The same is true for test methods. Once a test starts failing it is really important that its name describes what the test does. If the test method is something like throwsExceptionForNegativeNumbers and the test value is a positive one with no exception handling whatsoever, then it takes a lot of effort to first understand what we are even testing.

5. Never break stream operations into several instructions

Just because Java 8 streams go with the fluent interface, it does not mean filter, map, flatMap and the other operations have to be written one after the other, in a long chain (or better yet, nested one inside the other).

Let’s see an example. Given a list of soccer players, for each football club return the value of their strikers between 25 and 30 years:

public Map<String, Integer> someMethodName(List<Player> players) {
    return players.stream().filter(player -> {
            int now = Calendar.getInstance().get(Calendar.YEAR);
            return (now - player.getYearOfBirth() < 30) && (now - player.getYearOfBirth() > 25);
        }).filter(player -> player.getPosition() == Position.ST)
        .collect(Collectors.groupingBy(Player::getPlaysFor, Collectors.summingLong(Player::getValue)));
}

The problem here is that it’s really hard to see what kind of data should be passed into a method with such chains so it passes through all possible data routes. It is really hard to figure out what kind of player list should we use as input.

Even though tempting, long lists of operations make the code really unreadable. Usually it is a good idea to break them up into chunks and extract parts into variables or methods. Clean code rules apply.

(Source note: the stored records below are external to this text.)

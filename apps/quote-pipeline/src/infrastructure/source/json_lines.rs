//! JSON-lines quote source.
//!
//! Reads one upstream payload per line (for example piped on stdin) and
//! ingests each one. Malformed lines and rejected quotes are counted and
//! logged; they never stop the reader.

use tokio::io::{AsyncBufRead, AsyncBufReadExt};
use tokio_util::sync::CancellationToken;

use crate::application::ports::StreamTransportPort;
use crate::application::use_cases::{IngestError, IngestQuotesUseCase};
use crate::domain::quote::RawQuote;
use crate::observability::record_quote_ingested;

/// Counters for one pass over a source.
#[derive(Debug, Clone, Copy, Default, PartialEq, Eq)]
pub struct IngestStats {
    /// Quotes published.
    pub published: usize,
    /// Lines that were not JSON objects.
    pub malformed: usize,
    /// Quotes rejected by validation.
    pub rejected: usize,
    /// Quotes that could not be published.
    pub failed: usize,
}

/// Ingest every line of `reader` until EOF or cancellation.
pub async fn ingest_json_lines<R, T>(
    reader: R,
    ingest: &IngestQuotesUseCase<T>,
    cancel: &CancellationToken,
) -> std::io::Result<IngestStats>
where
    R: AsyncBufRead + Unpin,
    T: StreamTransportPort,
{
    let mut lines = reader.lines();
    let mut stats = IngestStats::default();
    let mut line_no = 0usize;

    loop {
        let line = tokio::select! {
            () = cancel.cancelled() => break,
            line = lines.next_line() => line?,
        };
        let Some(line) = line else { break };
        line_no += 1;

        let line = line.trim();
        if line.is_empty() || line.starts_with('#') {
            continue;
        }

        let raw: RawQuote = match serde_json::from_str(line) {
            Ok(raw) => raw,
            Err(e) => {
                tracing::warn!(line = line_no, error = %e, "Skipping malformed quote line");
                stats.malformed += 1;
                record_quote_ingested("malformed");
                continue;
            }
        };

        let outcome = match ingest.ingest(&raw).await {
            Ok(_) => {
                stats.published += 1;
                "published"
            }
            Err(IngestError::Validation(e)) => {
                tracing::warn!(line = line_no, error = %e, "Rejected quote");
                stats.rejected += 1;
                "rejected"
            }
            Err(e) => {
                tracing::error!(line = line_no, error = %e, "Failed to publish quote");
                stats.failed += 1;
                "failed"
            }
        };
        record_quote_ingested(outcome);
    }

    Ok(stats)
}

Doing a few extractions, we can end up with something like this:

public Map<String, Integer> someMethodName(List<Player> players) {

    Stream<Player> playersInAgeRange = players.stream().filter(isPlayerInAgeRange());
    Stream<Player> strikers = playersInAgeRange.filter(isPlayerStriker());

    return strikers.collect(Collectors.groupingBy(Player::getPlaysFor, Collectors.summingLong(Player::getValue)));
}

private Predicate<? super Player> isPlayerStriker() {
    return player -> player.getPosition() == Position.ST;
}

private Predicate<? super Player> isPlayerInAgeRange() {
    return player -> {
        int now = Calendar.getInstance().get(Calendar.YEAR);
        return (now - player.getYearOfBirth() < 30) && (now - player.getYearOfBirth() > 25);
    };
}

Even though a little bit longer, visibility has increased an awful lot.